De igual modo, a alegação do réu de que ficou "sem memória" não altera o desate da ação penal, sendo oportuno consignar que a mera alegação não conduz à dúvida sobre prejuízo de suas capacidades intelectiva e volitiva ao tempo do fato, nada tendo sido requerido a esse respeito.
O réu tampouco fez prova de seu álibi, matéria de defesa cuja produção compete a quem aproveita, conforme intelecção do artigo 156 do Código de Processo Penal. Materialidade e autoria bem demonstradas nos autos. Laudo pericial que atestou a falsidade do documento apreendido.

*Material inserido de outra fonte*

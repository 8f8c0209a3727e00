//! `oauth_link.flow` spans.
//!
//! Every public login step opens one span per call: `authorization_url`, `resolve_callback`,
//! `refresh`, `fetch_profile`, and the OAuth 1.0a `request_temporary_credential` round trip.
//! Nested steps (an OAuth 1.0a request-token call made while building an authorization URL)
//! appear as child spans. Secrets never reach span fields.

// self
use crate::{_prelude::*, obs::FlowKind};

/// Future returned by [`FlowSpan::instrument`]; the bare future when `tracing` is off.
#[cfg(feature = "tracing")]
pub type InstrumentedFlow<F> = tracing::instrument::Instrumented<F>;
/// Future returned by [`FlowSpan::instrument`]; the bare future when `tracing` is off.
#[cfg(not(feature = "tracing"))]
pub type InstrumentedFlow<F> = F;

/// Span covering one login step for one provider.
///
/// Fields: `flow` ([`FlowKind::as_str`]), `provider` (the registered provider name), and
/// `stage` (the connector method that opened it). Zero-sized without the `tracing` feature.
#[derive(Clone, Debug)]
pub struct FlowSpan {
	#[cfg(feature = "tracing")]
	span: tracing::Span,
}
impl FlowSpan {
	/// Opens the span for `provider` at `stage`.
	pub fn new(kind: FlowKind, provider: &str, stage: &'static str) -> Self {
		#[cfg(feature = "tracing")]
		{
			let span =
				tracing::info_span!("oauth_link.flow", flow = kind.as_str(), provider, stage);

			Self { span }
		}
		#[cfg(not(feature = "tracing"))]
		{
			let _ = (kind, provider, stage);

			Self {}
		}
	}

	/// Runs a login step inside the span.
	///
	/// Hook calls, store access, and provider HTTP requests awaited by `fut` are attributed to
	/// the step.
	pub fn instrument<Fut>(&self, fut: Fut) -> InstrumentedFlow<Fut>
	where
		Fut: Future,
	{
		#[cfg(feature = "tracing")]
		{
			use tracing::Instrument;

			fut.instrument(self.span.clone())
		}
		#[cfg(not(feature = "tracing"))]
		{
			fut
		}
	}
}

#[cfg(test)]
mod tests {
	// self
	use super::*;

	#[tokio::test]
	async fn instrumented_steps_return_their_output() {
		let span = FlowSpan::new(FlowKind::Callback, "discord", "resolve_callback");
		let resolved = span.instrument(async { Ok::<_, Error>("code") }).await;

		assert_eq!(resolved.expect("Instrumented step should succeed."), "code");
	}

	#[cfg(feature = "tracing")]
	#[tokio::test]
	async fn oauth1_request_token_spans_nest_under_authorization() {
		let outer = FlowSpan::new(FlowKind::Authorize, "twitter", "authorization_url");
		let value = outer
			.instrument(async {
				FlowSpan::new(FlowKind::RequestToken, "twitter", "request_temporary_credential")
					.instrument(async { 7 })
					.await
			})
			.await;

		assert_eq!(value, 7);
	}
}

Policial militar que confirmou o uso de documento público, cuja inautenticidade foi constatada após pesquisa junto à PRODESP.
Acusado alegou desconhecer a falsidade do documento e asseverou ter renovado sua Carteira Nacional de Habilitação mediante o auxílio de autoescola, cujo nome e endereço exato não soube indicar, tampouco o nome de despachante ou da pessoa que o atendeu no referido local, nem apresentou qualquer documento que possibilitasse a identificação da autoescola.

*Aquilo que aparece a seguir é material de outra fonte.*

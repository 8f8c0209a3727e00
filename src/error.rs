//! Engine-level error types shared across flows, providers, and the credential store.

// self
use crate::_prelude::*;

/// Engine-wide result type alias returning [`Error`] by default.
pub type Result<T, E = Error> = std::result::Result<T, E>;

pub(crate) type BoxError = Box<dyn std::error::Error + Send + Sync>;

/// Canonical engine error handed to the host's error hook.
#[derive(Debug, ThisError)]
pub enum Error {
	/// Local configuration problem.
	#[error(transparent)]
	Config(#[from] ConfigError),
	/// Transport failure (DNS, TCP, TLS) while calling a provider endpoint.
	#[error(transparent)]
	Transport(#[from] TransportError),
	/// The callback reported a user-facing authorization failure.
	#[error(transparent)]
	Code(#[from] CodeError),
	/// The pre-authorization hook rejected the request.
	#[error(transparent)]
	Hook(#[from] HookError),
	/// Temporary credential store failure.
	#[error(transparent)]
	Storage(#[from] crate::store::StoreError),

	/// Provider answered with an HTTP status outside `200..300`.
	#[error("Provider endpoint returned unexpected HTTP status {status}.")]
	UnexpectedStatus {
		/// HTTP status code returned by the provider.
		status: u16,
		/// Truncated response body, when one was returned.
		body: Option<String>,
	},
	/// Provider signalled a logical failure through an `error` field in its response body.
	#[error("Provider rejected the token request: {}.", provider_reason(.error, .description))]
	ProviderToken {
		/// Provider-supplied `error` code.
		error: String,
		/// Provider-supplied `error_description`, if any.
		description: Option<String>,
	},
	/// Provider returned a success status with a body that is not a valid token payload.
	#[error("Provider returned a malformed token response.")]
	TokenResponseParse {
		/// Structured parsing failure.
		#[source]
		source: serde_path_to_error::Error<serde_json::Error>,
		/// HTTP status code of the response.
		status: u16,
	},
	/// OAuth 1.0a credential response lacked a required field.
	#[error("Provider credential response is missing `{field}`.")]
	CredentialResponse {
		/// Missing form field.
		field: &'static str,
	},
	/// No temporary credential exists for the token carried by the callback.
	#[error("Request data missing for the returned request token.")]
	RequestDataMissing,
	/// The OAuth1 temporary credential could not be obtained.
	#[error("Failed to obtain a request token.")]
	RequestToken {
		/// Underlying failure.
		#[source]
		source: Box<Error>,
	},
	/// The provider strategy does not implement profile retrieval.
	#[error("Provider `{provider}` does not implement profile retrieval.")]
	ProfileNotImplemented {
		/// Provider name.
		provider: String,
	},
}
impl Error {
	/// Wraps a failed temporary-credential request.
	pub fn request_token(source: Error) -> Self {
		Self::RequestToken { source: Box::new(source) }
	}
}

fn provider_reason<'a>(error: &'a str, description: &'a Option<String>) -> &'a str {
	description.as_deref().unwrap_or(error)
}

/// Callback-level failures detected before any token exchange happens.
#[derive(Clone, Debug, PartialEq, Eq, ThisError)]
pub enum CodeError {
	/// The user declined the authorization request.
	#[error("User denied the authorization request.")]
	Denied {
		/// Provider-supplied description, if any.
		description: Option<String>,
	},
	/// The callback did not carry an authorization code.
	#[error("Authorization callback is missing the code.")]
	Missing,
	/// The callback carried an error code that is not a denial.
	#[error("Authorization callback returned error `{error}`.")]
	Unknown {
		/// Provider-supplied `error` value.
		error: String,
		/// Provider-supplied description, if any.
		description: Option<String>,
	},
}

/// Rejection raised by the host's pre-authorization hook.
#[derive(Debug, ThisError)]
#[error("Pre-authorization hook rejected the request: {message}.")]
pub struct HookError {
	/// Host-supplied reason.
	pub message: String,
	/// Underlying host failure, if any.
	#[source]
	pub source: Option<BoxError>,
}
impl HookError {
	/// Creates a rejection carrying only a message.
	pub fn new(message: impl Into<String>) -> Self {
		Self { message: message.into(), source: None }
	}

	/// Creates a rejection that wraps a host error.
	pub fn with_source(
		message: impl Into<String>,
		source: impl 'static + Send + Sync + std::error::Error,
	) -> Self {
		Self { message: message.into(), source: Some(Box::new(source)) }
	}
}

/// Configuration and validation failures raised by the engine.
#[derive(Debug, ThisError)]
pub enum ConfigError {
	/// HTTP client could not be constructed.
	#[error("HTTP client could not be constructed.")]
	HttpClientBuild {
		/// Underlying transport builder failure.
		#[source]
		source: BoxError,
	},
	/// HTTP request construction failed.
	#[error(transparent)]
	HttpRequest(#[from] oauth2::http::Error),
	/// A configured endpoint or redirect URI is invalid.
	#[error("The {field} URL is invalid.")]
	InvalidUrl {
		/// Which URL failed validation.
		field: &'static str,
		/// Underlying parsing failure.
		#[source]
		source: url::ParseError,
	},
	/// Provider identifier failed validation.
	#[error(transparent)]
	InvalidIdentifier(#[from] crate::auth::IdentifierError),
	/// Provider descriptor failed validation.
	#[error(transparent)]
	InvalidDescriptor(#[from] crate::provider::ProviderDescriptorError),
	/// Request scopes cannot be normalized.
	#[error("Requested scopes are invalid.")]
	InvalidScope(#[from] crate::auth::ScopeValidationError),
	/// Payload could not be serialized for the configured body encoding.
	#[error("Token request body could not be serialized.")]
	BodySerialization(#[from] serde_json::Error),

	/// OAuth 1.0a signing key was rejected by the MAC implementation.
	#[error("OAuth 1.0a signing key is invalid.")]
	InvalidSigningKey,

	/// Provider does not support the requested grant.
	#[error("Provider `{provider}` does not support the {grant} grant.")]
	UnsupportedGrant {
		/// Provider name.
		provider: String,
		/// Grant label.
		grant: &'static str,
	},
	/// Registry has no provider with the requested name.
	#[error("No provider named `{provider}` is registered.")]
	UnknownProvider {
		/// Requested provider name.
		provider: String,
	},
	/// Registry already holds a provider with this name.
	#[error("Provider `{provider}` is already registered.")]
	DuplicateProvider {
		/// Conflicting provider name.
		provider: String,
	},
}
impl ConfigError {
	/// Wraps a transport's builder failure inside [`ConfigError`].
	pub fn http_client_build(src: impl 'static + Send + Sync + std::error::Error) -> Self {
		Self::HttpClientBuild { source: Box::new(src) }
	}
}

/// Transport-level failures (network, IO).
#[derive(Debug, ThisError)]
pub enum TransportError {
	/// Underlying HTTP client reported a network failure.
	#[error("Network error occurred while calling the provider.")]
	Network {
		/// Transport-specific network error.
		#[source]
		source: BoxError,
	},
	/// Underlying IO failure surfaced during transport.
	#[error("I/O error occurred while calling the provider.")]
	Io(#[from] std::io::Error),
}
impl TransportError {
	/// Wraps a transport-specific network error.
	pub fn network(src: impl 'static + Send + Sync + std::error::Error) -> Self {
		Self::Network { source: Box::new(src) }
	}
}
#[cfg(feature = "reqwest")]
impl From<ReqwestError> for TransportError {
	fn from(e: ReqwestError) -> Self {
		Self::network(e)
	}
}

Versão que, além de inverossímil, não encontra respaldo no conjunto probatório coligido...
Assim, restou evidenciado que o réu efetivamente fez uso de documento falso, havendo perfeita subsunção do fato ao tipo penal do artigo 304 do Código Penal, inexistindo circunstância que exima o réu da responsabilização penal.
Ante o exposto, JULGO PROCEDENTE o pedido acusatório e condeno LUIZ CARLOS MARINELLI BERNARDONI, qualificado nos autos, como incurso no artigo 304 combinado com o artigo 297, ambos do Código Penal, à pena de 2 (dois) anos de reclusão, no regime inicial aberto, nos termos do artigo 33, § 2º, alínea “c”, do Código Penal, e ao pagamento de 10 (dez) dias-multa, no valor unitário mínimo legal a ser atualizado, conforme artigo 49, §§ 1º e 2º, do Código Penal.
Substituo a pena privativa de liberdade por restritiva de direitos de prestação pecuniária de um salário mínimo em favor de entidade pública ou privada com destinação social e 10 (dez) dias-multa (Código Penal, artigo 44, § 2º, segunda parte, c.c. artigos 43, I e 45, § 1º), sem prejuízo da multa originariamente imposta. Ausentes os requisitos para decretação da custódia cautelar, sendo esta incompatível com a pena efetivamente imposta, o réu poderá interpor eventual recurso em liberdade.
Com o trânsito em julgado, expeça-se o necessário para o cumprimento da pena, anote-se a condenação definitiva no sistema informatizado oficial, com as devidas comunicações ao IIRGD, oficie-se ao TRE/SP para fins do artigo 15, III, da Constituição Federal, oficie-se para destruição do documento falso apreendido, arquivando-se os autos, oportunamente, com as comunicações e anotações de praxe. Custas pelo réu, conforme artigo 804 do Código de Processo Penal e artigo 4º, § 9º, da Lei nº 11.608/2003. DOCUMENTO ASSINADO DIGITALMENTE.